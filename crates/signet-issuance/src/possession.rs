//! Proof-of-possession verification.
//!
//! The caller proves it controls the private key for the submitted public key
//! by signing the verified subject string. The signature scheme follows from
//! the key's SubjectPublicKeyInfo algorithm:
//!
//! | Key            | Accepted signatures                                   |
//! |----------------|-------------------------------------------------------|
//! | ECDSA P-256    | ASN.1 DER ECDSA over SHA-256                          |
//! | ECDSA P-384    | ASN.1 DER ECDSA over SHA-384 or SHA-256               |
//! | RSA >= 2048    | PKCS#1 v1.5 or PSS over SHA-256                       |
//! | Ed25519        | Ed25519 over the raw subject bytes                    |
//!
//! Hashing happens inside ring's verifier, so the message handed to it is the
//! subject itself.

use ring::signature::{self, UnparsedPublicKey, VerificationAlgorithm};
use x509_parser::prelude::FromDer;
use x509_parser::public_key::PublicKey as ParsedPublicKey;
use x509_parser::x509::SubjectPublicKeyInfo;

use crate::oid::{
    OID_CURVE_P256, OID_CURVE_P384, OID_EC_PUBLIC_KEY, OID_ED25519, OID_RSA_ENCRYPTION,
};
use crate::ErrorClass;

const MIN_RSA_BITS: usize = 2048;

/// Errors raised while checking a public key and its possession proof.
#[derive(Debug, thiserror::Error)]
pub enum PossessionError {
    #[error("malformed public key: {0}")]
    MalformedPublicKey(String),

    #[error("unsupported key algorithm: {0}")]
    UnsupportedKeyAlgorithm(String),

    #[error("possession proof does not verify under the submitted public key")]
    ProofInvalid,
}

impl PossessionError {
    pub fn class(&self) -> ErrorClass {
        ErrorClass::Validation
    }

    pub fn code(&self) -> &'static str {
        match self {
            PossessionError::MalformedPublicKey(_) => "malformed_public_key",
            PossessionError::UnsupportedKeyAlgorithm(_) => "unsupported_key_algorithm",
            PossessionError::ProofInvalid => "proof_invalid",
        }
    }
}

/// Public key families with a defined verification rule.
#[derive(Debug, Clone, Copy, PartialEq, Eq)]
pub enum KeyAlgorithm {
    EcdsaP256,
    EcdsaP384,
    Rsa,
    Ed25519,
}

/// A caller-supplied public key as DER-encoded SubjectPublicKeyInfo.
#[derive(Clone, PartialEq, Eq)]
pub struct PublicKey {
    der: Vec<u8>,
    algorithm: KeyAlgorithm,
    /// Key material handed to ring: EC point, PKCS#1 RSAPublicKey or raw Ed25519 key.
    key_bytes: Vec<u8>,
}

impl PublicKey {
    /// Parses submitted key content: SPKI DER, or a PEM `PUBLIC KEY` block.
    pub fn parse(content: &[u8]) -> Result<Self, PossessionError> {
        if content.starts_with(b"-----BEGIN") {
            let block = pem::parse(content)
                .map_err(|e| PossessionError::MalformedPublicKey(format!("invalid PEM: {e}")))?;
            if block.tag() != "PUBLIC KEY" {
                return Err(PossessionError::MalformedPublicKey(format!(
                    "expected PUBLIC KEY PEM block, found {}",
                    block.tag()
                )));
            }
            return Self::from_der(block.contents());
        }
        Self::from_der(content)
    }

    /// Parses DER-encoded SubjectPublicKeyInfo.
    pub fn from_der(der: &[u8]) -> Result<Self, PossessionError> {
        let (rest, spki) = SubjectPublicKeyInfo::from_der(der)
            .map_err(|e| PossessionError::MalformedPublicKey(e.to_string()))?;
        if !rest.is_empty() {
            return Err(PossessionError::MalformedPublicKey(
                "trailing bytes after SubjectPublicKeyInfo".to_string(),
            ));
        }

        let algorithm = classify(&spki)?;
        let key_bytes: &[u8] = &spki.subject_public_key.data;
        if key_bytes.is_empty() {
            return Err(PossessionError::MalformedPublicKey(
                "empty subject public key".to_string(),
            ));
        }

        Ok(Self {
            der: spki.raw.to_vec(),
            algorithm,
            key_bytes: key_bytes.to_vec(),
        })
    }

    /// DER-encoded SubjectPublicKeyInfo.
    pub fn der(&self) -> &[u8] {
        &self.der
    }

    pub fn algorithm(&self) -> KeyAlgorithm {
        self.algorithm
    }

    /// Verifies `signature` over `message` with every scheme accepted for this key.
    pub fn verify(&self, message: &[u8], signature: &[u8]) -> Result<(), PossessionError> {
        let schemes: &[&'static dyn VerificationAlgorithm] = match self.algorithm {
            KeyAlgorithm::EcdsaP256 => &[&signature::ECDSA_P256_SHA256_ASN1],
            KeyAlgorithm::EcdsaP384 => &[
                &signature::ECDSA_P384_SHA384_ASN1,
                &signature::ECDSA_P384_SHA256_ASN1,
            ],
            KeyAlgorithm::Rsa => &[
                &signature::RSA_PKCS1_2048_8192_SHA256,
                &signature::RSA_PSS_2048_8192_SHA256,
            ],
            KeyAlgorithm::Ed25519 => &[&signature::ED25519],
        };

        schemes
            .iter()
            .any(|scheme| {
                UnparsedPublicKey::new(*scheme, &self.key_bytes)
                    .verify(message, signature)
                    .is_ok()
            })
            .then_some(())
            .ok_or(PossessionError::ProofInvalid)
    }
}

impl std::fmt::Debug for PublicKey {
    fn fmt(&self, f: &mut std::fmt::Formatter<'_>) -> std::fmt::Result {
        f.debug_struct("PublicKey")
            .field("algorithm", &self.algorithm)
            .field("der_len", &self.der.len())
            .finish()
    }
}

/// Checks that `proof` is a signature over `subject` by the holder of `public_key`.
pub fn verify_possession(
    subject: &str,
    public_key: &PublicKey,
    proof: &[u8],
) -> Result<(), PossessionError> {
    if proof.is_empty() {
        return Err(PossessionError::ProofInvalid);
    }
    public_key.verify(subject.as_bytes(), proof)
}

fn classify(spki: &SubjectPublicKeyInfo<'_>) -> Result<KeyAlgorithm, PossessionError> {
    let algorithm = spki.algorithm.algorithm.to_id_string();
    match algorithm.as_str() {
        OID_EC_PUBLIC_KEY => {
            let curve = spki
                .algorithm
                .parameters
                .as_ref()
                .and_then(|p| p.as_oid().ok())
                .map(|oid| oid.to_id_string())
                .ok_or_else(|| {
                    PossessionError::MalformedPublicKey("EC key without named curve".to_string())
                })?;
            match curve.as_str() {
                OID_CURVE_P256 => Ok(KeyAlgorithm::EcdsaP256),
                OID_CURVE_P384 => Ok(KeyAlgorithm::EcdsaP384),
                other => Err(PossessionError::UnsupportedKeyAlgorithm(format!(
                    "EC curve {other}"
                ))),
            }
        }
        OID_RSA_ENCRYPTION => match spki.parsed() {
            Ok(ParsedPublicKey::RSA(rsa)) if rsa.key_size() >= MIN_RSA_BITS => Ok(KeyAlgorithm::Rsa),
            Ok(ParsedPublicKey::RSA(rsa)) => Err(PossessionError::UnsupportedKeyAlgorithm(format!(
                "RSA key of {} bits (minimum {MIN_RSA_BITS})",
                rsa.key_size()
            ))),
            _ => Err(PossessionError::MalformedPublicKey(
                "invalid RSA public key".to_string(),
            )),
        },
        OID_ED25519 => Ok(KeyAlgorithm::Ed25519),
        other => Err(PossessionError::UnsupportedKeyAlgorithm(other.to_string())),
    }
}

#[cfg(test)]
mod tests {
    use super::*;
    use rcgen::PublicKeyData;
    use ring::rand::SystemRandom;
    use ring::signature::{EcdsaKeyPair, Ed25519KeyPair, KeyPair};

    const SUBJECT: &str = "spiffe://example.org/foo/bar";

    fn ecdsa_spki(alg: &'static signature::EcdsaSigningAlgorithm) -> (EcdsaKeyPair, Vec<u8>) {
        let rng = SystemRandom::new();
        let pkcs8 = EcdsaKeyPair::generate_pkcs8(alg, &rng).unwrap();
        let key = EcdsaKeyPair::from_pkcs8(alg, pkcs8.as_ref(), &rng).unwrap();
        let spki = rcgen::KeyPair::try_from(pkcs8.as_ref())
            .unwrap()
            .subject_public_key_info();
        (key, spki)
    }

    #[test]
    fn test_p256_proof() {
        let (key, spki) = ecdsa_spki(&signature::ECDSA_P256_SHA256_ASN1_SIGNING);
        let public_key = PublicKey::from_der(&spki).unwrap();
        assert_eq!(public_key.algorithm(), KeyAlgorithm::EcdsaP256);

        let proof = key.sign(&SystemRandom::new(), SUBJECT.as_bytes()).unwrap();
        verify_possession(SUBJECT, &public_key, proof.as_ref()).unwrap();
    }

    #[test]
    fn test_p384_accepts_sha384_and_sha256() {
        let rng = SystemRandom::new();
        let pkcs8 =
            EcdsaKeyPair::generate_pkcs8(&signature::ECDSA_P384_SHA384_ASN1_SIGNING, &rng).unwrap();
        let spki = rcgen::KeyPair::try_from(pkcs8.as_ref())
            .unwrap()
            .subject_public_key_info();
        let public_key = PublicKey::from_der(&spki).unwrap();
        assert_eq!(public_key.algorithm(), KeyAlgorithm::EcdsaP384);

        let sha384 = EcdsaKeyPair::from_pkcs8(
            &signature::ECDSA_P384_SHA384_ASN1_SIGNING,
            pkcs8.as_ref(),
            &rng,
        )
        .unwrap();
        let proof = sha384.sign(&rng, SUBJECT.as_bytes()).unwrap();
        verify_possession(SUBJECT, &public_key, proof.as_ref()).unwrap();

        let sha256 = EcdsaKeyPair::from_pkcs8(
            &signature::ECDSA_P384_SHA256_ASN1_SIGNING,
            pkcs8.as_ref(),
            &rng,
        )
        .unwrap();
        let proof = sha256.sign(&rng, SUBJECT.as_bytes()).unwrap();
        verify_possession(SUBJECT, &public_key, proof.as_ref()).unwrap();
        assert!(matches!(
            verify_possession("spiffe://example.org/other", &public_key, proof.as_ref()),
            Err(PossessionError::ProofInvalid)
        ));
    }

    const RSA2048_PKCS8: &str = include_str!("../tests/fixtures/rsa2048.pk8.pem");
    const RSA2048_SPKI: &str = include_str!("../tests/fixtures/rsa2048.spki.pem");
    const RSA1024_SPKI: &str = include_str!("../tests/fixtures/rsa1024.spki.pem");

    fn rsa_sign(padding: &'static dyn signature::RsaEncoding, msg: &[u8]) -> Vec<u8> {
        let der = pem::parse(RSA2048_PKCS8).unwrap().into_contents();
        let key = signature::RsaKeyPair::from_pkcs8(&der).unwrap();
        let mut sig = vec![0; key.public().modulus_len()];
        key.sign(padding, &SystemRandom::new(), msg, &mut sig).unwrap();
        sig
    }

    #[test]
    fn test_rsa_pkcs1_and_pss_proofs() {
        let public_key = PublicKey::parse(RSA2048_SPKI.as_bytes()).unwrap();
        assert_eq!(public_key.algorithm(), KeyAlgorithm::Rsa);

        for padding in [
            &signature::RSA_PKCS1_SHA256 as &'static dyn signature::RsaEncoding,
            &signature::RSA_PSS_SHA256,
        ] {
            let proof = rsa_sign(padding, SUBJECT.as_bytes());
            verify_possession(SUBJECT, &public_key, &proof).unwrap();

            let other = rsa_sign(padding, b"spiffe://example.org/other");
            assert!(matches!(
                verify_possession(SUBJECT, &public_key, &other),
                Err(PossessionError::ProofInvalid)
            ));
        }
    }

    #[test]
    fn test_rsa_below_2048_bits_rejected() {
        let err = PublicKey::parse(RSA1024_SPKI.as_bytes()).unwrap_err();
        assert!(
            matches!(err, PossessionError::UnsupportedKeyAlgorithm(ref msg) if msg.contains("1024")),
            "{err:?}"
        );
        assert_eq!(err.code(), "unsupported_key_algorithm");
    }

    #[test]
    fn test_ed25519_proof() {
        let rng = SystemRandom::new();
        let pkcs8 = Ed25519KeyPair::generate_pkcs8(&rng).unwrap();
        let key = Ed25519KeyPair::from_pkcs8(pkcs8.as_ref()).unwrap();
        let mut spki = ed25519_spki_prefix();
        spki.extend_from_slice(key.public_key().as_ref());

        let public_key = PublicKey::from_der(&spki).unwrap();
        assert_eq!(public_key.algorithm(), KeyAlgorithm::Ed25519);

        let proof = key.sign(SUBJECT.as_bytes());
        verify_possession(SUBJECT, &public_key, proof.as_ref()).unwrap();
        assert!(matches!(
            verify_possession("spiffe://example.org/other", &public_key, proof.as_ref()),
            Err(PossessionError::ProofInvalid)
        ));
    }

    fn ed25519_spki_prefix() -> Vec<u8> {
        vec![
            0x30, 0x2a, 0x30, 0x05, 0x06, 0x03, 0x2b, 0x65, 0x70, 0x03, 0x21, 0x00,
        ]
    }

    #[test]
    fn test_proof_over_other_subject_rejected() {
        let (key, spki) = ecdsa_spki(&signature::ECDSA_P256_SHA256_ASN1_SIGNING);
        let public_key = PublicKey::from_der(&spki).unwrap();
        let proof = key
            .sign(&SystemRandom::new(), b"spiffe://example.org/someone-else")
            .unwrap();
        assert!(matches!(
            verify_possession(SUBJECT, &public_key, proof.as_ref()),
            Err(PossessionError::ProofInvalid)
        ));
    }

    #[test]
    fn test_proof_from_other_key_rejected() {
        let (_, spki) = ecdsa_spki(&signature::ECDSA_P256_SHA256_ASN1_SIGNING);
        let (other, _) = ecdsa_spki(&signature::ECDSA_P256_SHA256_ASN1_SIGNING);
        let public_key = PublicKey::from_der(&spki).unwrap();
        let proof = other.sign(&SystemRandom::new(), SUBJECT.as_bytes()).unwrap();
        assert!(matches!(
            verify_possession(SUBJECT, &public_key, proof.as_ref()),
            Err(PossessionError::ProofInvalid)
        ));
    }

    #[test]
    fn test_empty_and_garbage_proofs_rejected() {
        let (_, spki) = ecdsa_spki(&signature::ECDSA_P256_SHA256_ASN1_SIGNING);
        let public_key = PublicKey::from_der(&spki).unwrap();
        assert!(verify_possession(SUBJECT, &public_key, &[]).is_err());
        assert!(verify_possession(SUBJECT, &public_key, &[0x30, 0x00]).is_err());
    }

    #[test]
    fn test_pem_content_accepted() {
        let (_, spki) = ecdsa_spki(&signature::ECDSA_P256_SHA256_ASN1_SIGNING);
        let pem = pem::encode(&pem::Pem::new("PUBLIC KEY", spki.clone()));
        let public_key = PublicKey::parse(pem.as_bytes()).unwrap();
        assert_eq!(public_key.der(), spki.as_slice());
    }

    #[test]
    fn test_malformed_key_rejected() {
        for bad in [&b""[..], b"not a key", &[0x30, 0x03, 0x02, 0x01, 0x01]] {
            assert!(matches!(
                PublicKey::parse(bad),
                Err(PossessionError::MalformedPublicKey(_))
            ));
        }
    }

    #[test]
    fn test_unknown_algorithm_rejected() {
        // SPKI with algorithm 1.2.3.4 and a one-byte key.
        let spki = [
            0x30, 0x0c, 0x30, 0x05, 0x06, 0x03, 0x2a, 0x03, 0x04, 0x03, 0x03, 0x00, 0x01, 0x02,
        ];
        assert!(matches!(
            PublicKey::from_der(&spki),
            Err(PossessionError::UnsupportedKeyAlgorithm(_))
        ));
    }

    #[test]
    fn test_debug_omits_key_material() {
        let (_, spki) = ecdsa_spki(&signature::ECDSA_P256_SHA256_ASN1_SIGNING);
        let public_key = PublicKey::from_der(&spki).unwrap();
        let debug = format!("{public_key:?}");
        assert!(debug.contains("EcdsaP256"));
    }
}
++++++
> _Task goal_: Find each line above that contains "fixtures", and copy those lines.

> _Response area_:
    const RSA2048_PKCS8: &str = include_str!("../tests/fixtures/rsa2048.pk8.pem");
    const RSA2048_SPKI: &str = include_str!("../tests/fixtures/rsa2048.spki.pem");
    const RSA1024_SPKI: &str = include_str!("../tests/fixtures/rsa1024.spki.pem");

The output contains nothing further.